Si bien es cierto que el relato de terror implica, en general, la actuación de una criatura o engendro que se manifiesta como amenaza de destrucción de lo existente, la coartada clave de dichas historias está en elaborar asuntos imposibles de ser explicados según los términos de la razón. Es como traer a la luz actual elementos poderosos presentes en la génesis de esos relatos. Es como repetir la simbología macabra utilizada por Matthew Lewis, Ana Radcliffe, Mary Shelley, Machen, Le Fanu, Henry James, H.P. Lovecraft y Edgar A. Poe. La simbología de lugares malditos como un hotel, un laboratorio, un cementerio, una cárcel, un convento o un castillo gótico. Lo esencial para que se dé la caída del lector o del espectador en el abismo de los miedos, es que el lugar esté cerrado a modo de trampa o abandonado en los confines del mundo.
La emoción más intensa y remota de la humanidad es el miedo. El más profundo de los miedos es el miedo a lo innombrable, a lo desconocido. Lo que no cabe duda es que los grandes personajes terroríficos del cine son en su mayoría de extracción literaria y constituyen malas caricaturas del original. Desde 1931 se industrializó en Estados Unidos el terror en la cinematografía con dos filmes que desencadenaron hasta hoy, una saga interminable: Drácula de Browning y Frankensteín de Whale.

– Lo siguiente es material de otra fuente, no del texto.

// Copyright (c) 2024 Mike Tsao

use crate::{
    cores::{DrumKit, SynthVoices},
    prelude::*,
};
use delegate::delegate;
use derive_builder::Builder;
use serde::{Deserialize, Serialize};
use strum_macros::{Display, EnumIter, IntoStaticStr};

/// A single pitched note. Times are in beats.
#[derive(Clone, Debug, PartialEq, Serialize, Deserialize)]
#[serde(rename_all = "kebab-case")]
pub struct NoteEvent {
    /// When the note starts.
    pub beat: f64,
    #[allow(missing_docs)]
    pub frequency: FrequencyHz,
    /// How long the note lasts.
    pub length: f64,
}
impl NoteEvent {
    #[allow(missing_docs)]
    pub fn new_with(beat: f64, frequency: FrequencyHz, length: f64) -> Self {
        Self {
            beat,
            frequency,
            length,
        }
    }
}

/// Several pitches that start and stop together. Times are in beats.
#[derive(Clone, Debug, PartialEq, Serialize, Deserialize)]
#[serde(rename_all = "kebab-case")]
pub struct ChordEvent {
    /// When the chord starts.
    pub beat: f64,
    #[allow(missing_docs)]
    pub frequencies: Vec<FrequencyHz>,
    /// How long the chord lasts.
    pub length: f64,
}
impl ChordEvent {
    #[allow(missing_docs)]
    pub fn new_with(beat: f64, frequencies: &[FrequencyHz], length: f64) -> Self {
        Self {
            beat,
            frequencies: frequencies.to_vec(),
            length,
        }
    }
}

/// The fixed drum patterns.
#[derive(
    Clone, Copy, Debug, Default, Display, EnumIter, IntoStaticStr, PartialEq, Serialize, Deserialize,
)]
#[serde(rename_all = "kebab-case")]
#[strum(serialize_all = "kebab-case")]
pub enum DrumStyle {
    /// Four on the floor with eighth-note hats and a pushed kick.
    #[default]
    Energetic,
    /// Laid-back kick and snare with a soft clap and quiet hats.
    Chill,
    /// Sparse kicks and claps with hats on every other beat.
    Dramatic,
    /// A kick on every beat and sixteenth-note hats.
    Hype,
}

/// How a bass line voices its notes.
#[derive(
    Clone, Copy, Debug, Default, Display, EnumIter, IntoStaticStr, PartialEq, Serialize, Deserialize,
)]
#[serde(rename_all = "kebab-case")]
#[strum(serialize_all = "kebab-case")]
pub enum BassStyle {
    /// Punchy [SynthVoices::bass].
    #[default]
    Bounce,
    /// Soft [SynthVoices::smooth_bass].
    Smooth,
}

/// Places notes and hits on a beat grid. Every track it renders is exactly as
/// long as the sequencer's duration.
#[derive(Clone, Debug, Default, Builder)]
#[builder(default)]
pub struct Sequencer {
    /// Length of every rendered track.
    duration: Seconds,

    #[builder(setter(custom))]
    c: Configurables,
}
impl SequencerBuilder {
    #[allow(missing_docs)]
    pub fn sample_rate(&mut self, sample_rate: SampleRate) -> &mut Self {
        self.c
            .get_or_insert_with(Configurables::default)
            .update_sample_rate(sample_rate);
        self
    }

    #[allow(missing_docs)]
    pub fn tempo(&mut self, tempo: Tempo) -> &mut Self {
        self.c
            .get_or_insert_with(Configurables::default)
            .update_tempo(tempo);
        self
    }
}
impl Configurable for Sequencer {
    delegate! {
        to self.c {
            fn sample_rate(&self) -> SampleRate;
            fn update_sample_rate(&mut self, sample_rate: SampleRate);
            fn tempo(&self) -> Tempo;
            fn update_tempo(&mut self, tempo: Tempo);
        }
    }
}
impl Sequencer {
    const BEATS_PER_BAR: usize = 4;

    #[allow(missing_docs)]
    pub fn new_with(sample_rate: SampleRate, tempo: Tempo, duration: Seconds) -> Self {
        let mut c = Configurables::new_with(sample_rate);
        c.update_tempo(tempo);
        Self { duration, c }
    }

    #[allow(missing_docs)]
    pub fn duration(&self) -> Seconds {
        self.duration
    }

    /// The number of frames in every track.
    pub fn frames(&self) -> usize {
        self.sample_rate().frames_in(self.duration)
    }

    /// An empty track.
    pub fn silence(&self) -> Signal {
        Signal::silence(self.sample_rate(), self.frames())
    }

    /// Converts a beat position to seconds at the current tempo.
    pub fn beat_to_seconds(&self, beat: f64) -> Seconds {
        self.tempo().beats_to_seconds(beat)
    }

    /// The number of whole bars in the track, plus one to cover any partial
    /// bar at the end.
    pub fn bar_count(&self) -> usize {
        match self.whole_beats() {
            Some(beats) => beats / Self::BEATS_PER_BAR + 1,
            None => 0,
        }
    }

    // floor(duration / beat), or None if the tempo can't produce a beat grid.
    fn whole_beats(&self) -> Option<usize> {
        if !self.tempo().is_valid() {
            log::warn!("tempo {} can't drive a sequencer", self.tempo());
            return None;
        }
        let beats = (self.duration.0 / self.tempo().seconds_per_beat().0).floor();
        if beats.is_finite() && beats >= 0.0 {
            Some(beats as usize)
        } else {
            None
        }
    }

    /// Renders a fixed drum pattern across the whole track, one hit at a
    /// time. The result is clipped.
    pub fn drum_loop(&self, style: DrumStyle, kit: &mut DrumKit) -> Signal {
        let mut buf = self.silence();
        let Some(total_beats) = self.whole_beats() else {
            return buf;
        };
        let beat = self.tempo().seconds_per_beat();
        let half = beat * 0.5;

        for b in 0..=total_beats {
            let t = beat * b as f64;
            let beat_in_bar = b % Self::BEATS_PER_BAR;

            match style {
                DrumStyle::Energetic => {
                    if beat_in_bar == 0 || beat_in_bar == 2 {
                        buf.place(&kit.kick(DrumKit::KICK_DURATION), t);
                    }
                    if beat_in_bar == 1 && b > 4 {
                        buf.place(&kit.kick(Seconds(0.15)), t + half);
                    }
                    if beat_in_bar == 1 || beat_in_bar == 3 {
                        buf.place(&kit.snare(DrumKit::SNARE_DURATION), t);
                    }
                    buf.place(&kit.hihat(DrumKit::HIHAT_DURATION, false), t);
                    buf.place(&kit.hihat(DrumKit::HIHAT_DURATION, false), t + half);
                    if beat_in_bar == 3 && (b / Self::BEATS_PER_BAR) % 2 == 1 {
                        buf.place(&kit.hihat(DrumKit::HIHAT_DURATION, true), t + half);
                    }
                }
                DrumStyle::Chill => {
                    if beat_in_bar == 0 || beat_in_bar == 2 {
                        buf.place(&kit.kick(Seconds(0.25)), t);
                    }
                    if beat_in_bar == 1 || beat_in_bar == 3 {
                        buf.place(&kit.snare(DrumKit::SNARE_DURATION), t);
                        buf.place(&kit.clap(DrumKit::CLAP_DURATION), t);
                    }
                    buf.place(&kit.hihat(DrumKit::HIHAT_DURATION, false).scaled(0.6), t);
                    buf.place(
                        &kit.hihat(DrumKit::HIHAT_DURATION, false).scaled(0.4),
                        t + half,
                    );
                }
                DrumStyle::Dramatic => {
                    if beat_in_bar == 0 {
                        buf.place(&kit.kick(DrumKit::KICK_DURATION), t);
                    }
                    if beat_in_bar == 2 {
                        buf.place(&kit.kick(Seconds(0.2)), t);
                    }
                    if beat_in_bar == 1 || beat_in_bar == 3 {
                        buf.place(&kit.clap(DrumKit::CLAP_DURATION), t);
                    }
                    if b % 2 == 0 {
                        buf.place(&kit.hihat(DrumKit::HIHAT_DURATION, false).scaled(0.5), t);
                    }
                }
                DrumStyle::Hype => {
                    buf.place(&kit.kick(Seconds(0.15)), t);
                    if beat_in_bar == 1 || beat_in_bar == 3 {
                        buf.place(&kit.snare(DrumKit::SNARE_DURATION), t);
                    }
                    for sub in 0..4 {
                        let volume = if sub == 0 { 0.7 } else { 0.4 };
                        buf.place(
                            &kit.hihat(Seconds(0.04), false).scaled(volume),
                            t + beat * (sub as f64 * 0.25),
                        );
                    }
                }
            }
        }
        buf.clip();
        buf
    }

    /// Renders each note with the given bass voice.
    pub fn bassline(&self, notes: &[NoteEvent], style: BassStyle, voices: &SynthVoices) -> Signal {
        self.render_notes(notes, |frequency, duration| match style {
            BassStyle::Bounce => voices.bass(frequency, duration),
            BassStyle::Smooth => voices.smooth_bass(frequency, duration),
        })
    }

    /// Renders each note with the lead voice.
    pub fn melody(&self, notes: &[NoteEvent], voices: &SynthVoices) -> Signal {
        self.render_notes(notes, |frequency, duration| voices.lead(frequency, duration))
    }

    /// Renders one pad voice per chord tone.
    pub fn pad(&self, chords: &[ChordEvent], voices: &SynthVoices) -> Signal {
        let mut buf = self.silence();
        for chord in chords {
            let t = self.beat_to_seconds(chord.beat);
            let duration = self.beat_to_seconds(chord.length);
            for frequency in chord.frequencies.iter() {
                buf.place(&voices.pad(*frequency, duration), t);
            }
        }
        buf
    }

    fn render_notes<F>(&self, notes: &[NoteEvent], mut voice: F) -> Signal
    where
        F: FnMut(FrequencyHz, Seconds) -> Signal,
    {
        let mut buf = self.silence();
        for note in notes {
            let t = self.beat_to_seconds(note.beat);
            buf.place(&voice(note.frequency, self.beat_to_seconds(note.length)), t);
        }
        buf
    }
}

Desde entonces Drácula ha sido en sus imitaciones, ilusionista de lujo y nocturno con ciertas aberraciones sexuales, y Frankensteín ha pasado de monstruo filosófico a patético engendro de la naturaleza. Esto se debe a que en el cine ellos carecen de los mil rostros con que los dota la literatura en un proceso que concluye el lector con su imaginación.